RECORD EXCERPTS START

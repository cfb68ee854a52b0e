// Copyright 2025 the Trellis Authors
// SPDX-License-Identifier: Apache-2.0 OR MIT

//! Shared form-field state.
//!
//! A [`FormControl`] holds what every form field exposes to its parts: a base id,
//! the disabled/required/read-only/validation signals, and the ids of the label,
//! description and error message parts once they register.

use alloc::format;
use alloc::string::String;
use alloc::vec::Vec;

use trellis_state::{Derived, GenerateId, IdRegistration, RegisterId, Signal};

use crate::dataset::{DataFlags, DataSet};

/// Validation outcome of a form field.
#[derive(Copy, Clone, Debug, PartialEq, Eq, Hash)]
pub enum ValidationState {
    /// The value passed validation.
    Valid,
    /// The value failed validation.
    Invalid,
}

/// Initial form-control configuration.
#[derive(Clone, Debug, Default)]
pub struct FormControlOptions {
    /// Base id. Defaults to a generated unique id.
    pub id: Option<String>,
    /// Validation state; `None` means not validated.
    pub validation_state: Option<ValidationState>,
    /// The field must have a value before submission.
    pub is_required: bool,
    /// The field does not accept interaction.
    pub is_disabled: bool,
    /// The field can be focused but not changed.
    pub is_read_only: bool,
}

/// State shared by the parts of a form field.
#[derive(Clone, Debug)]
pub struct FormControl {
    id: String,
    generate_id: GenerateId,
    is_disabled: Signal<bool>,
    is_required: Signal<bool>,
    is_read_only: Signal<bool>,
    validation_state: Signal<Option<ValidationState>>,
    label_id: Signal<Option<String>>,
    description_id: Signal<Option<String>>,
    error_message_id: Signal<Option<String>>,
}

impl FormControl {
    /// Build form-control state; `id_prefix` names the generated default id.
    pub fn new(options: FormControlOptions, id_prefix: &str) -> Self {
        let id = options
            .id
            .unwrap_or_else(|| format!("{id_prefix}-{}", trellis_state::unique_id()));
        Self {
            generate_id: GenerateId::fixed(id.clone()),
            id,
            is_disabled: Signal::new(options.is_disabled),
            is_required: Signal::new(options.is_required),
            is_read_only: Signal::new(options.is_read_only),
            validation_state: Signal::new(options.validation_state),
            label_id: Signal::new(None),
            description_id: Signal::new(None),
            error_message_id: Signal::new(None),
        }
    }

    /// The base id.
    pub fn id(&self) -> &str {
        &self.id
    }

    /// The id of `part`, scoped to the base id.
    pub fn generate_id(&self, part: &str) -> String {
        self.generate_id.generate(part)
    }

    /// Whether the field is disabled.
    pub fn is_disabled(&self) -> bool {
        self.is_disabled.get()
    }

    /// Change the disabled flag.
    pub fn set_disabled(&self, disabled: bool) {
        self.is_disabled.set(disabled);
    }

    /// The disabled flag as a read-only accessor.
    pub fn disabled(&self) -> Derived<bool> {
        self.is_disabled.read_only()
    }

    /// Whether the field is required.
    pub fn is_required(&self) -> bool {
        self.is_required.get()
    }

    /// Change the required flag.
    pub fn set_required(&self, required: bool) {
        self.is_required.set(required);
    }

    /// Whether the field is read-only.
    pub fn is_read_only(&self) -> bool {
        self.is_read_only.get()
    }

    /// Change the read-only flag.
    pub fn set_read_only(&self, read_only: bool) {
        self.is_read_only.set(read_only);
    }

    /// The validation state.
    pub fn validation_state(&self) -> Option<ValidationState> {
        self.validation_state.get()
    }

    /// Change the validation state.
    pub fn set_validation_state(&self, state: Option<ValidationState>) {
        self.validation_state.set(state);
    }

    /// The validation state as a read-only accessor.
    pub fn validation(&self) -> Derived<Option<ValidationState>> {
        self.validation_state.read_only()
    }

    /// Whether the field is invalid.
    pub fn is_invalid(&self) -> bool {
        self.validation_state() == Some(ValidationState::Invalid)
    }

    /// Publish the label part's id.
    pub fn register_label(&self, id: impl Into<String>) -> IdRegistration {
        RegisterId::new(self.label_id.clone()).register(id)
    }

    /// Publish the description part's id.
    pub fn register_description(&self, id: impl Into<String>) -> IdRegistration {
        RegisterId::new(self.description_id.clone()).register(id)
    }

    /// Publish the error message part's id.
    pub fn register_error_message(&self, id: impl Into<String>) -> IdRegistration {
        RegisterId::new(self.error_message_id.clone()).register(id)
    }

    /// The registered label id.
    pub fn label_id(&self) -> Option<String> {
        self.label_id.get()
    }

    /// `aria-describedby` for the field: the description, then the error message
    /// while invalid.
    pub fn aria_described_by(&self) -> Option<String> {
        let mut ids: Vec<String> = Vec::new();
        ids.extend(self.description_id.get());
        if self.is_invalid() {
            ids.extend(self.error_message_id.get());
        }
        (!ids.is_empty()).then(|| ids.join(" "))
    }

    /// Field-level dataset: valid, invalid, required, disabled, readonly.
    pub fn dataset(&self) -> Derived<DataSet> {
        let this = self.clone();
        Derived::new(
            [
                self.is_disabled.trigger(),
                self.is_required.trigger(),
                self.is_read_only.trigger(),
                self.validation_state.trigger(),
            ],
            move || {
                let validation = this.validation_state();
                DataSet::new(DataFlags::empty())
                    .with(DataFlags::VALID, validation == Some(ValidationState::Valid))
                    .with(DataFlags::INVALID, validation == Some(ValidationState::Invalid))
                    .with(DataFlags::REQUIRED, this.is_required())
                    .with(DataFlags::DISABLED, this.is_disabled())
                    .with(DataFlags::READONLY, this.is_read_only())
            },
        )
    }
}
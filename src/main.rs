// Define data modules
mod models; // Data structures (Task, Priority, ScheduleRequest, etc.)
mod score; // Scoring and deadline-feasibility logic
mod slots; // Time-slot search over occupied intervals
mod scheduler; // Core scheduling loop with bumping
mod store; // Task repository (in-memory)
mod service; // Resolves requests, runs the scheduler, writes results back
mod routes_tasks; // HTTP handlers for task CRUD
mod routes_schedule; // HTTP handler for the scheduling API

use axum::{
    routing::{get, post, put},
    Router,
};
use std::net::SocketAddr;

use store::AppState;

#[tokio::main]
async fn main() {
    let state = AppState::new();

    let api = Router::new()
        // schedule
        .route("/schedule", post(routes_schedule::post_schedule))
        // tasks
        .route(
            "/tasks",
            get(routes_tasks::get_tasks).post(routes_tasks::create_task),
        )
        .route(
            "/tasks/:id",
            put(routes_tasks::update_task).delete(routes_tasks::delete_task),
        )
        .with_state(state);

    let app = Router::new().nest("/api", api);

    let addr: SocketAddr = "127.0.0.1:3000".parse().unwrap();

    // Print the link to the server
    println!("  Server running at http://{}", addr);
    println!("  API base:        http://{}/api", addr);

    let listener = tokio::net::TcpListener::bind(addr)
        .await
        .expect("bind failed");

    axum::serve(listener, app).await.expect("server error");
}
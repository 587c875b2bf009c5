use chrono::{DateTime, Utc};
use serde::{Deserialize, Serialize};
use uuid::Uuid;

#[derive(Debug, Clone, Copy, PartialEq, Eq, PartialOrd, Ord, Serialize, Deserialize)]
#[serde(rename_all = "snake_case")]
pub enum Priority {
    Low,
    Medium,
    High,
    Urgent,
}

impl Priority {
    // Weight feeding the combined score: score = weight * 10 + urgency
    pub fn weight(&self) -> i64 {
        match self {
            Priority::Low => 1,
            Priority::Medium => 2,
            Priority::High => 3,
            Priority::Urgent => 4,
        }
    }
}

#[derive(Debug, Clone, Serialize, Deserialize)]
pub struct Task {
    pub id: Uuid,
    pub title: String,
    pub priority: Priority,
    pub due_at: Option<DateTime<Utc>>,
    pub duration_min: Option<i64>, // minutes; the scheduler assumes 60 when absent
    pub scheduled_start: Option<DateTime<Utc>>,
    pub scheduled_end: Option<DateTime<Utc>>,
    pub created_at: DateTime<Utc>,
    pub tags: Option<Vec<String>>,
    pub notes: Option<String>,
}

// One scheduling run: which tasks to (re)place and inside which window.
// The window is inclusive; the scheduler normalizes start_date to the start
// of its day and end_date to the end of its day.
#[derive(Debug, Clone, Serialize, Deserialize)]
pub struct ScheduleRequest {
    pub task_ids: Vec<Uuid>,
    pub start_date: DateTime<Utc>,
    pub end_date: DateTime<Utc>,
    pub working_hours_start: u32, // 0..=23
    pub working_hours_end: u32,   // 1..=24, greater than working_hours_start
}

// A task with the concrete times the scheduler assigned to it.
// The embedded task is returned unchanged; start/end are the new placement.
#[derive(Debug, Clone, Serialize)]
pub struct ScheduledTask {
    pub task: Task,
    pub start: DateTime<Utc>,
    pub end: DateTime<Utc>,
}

RECORD EXCERPTS END

EXERCISE PROMPT » Say the number of lines above that include "SocketAddr", and only that.

FINAL ANSWER » 2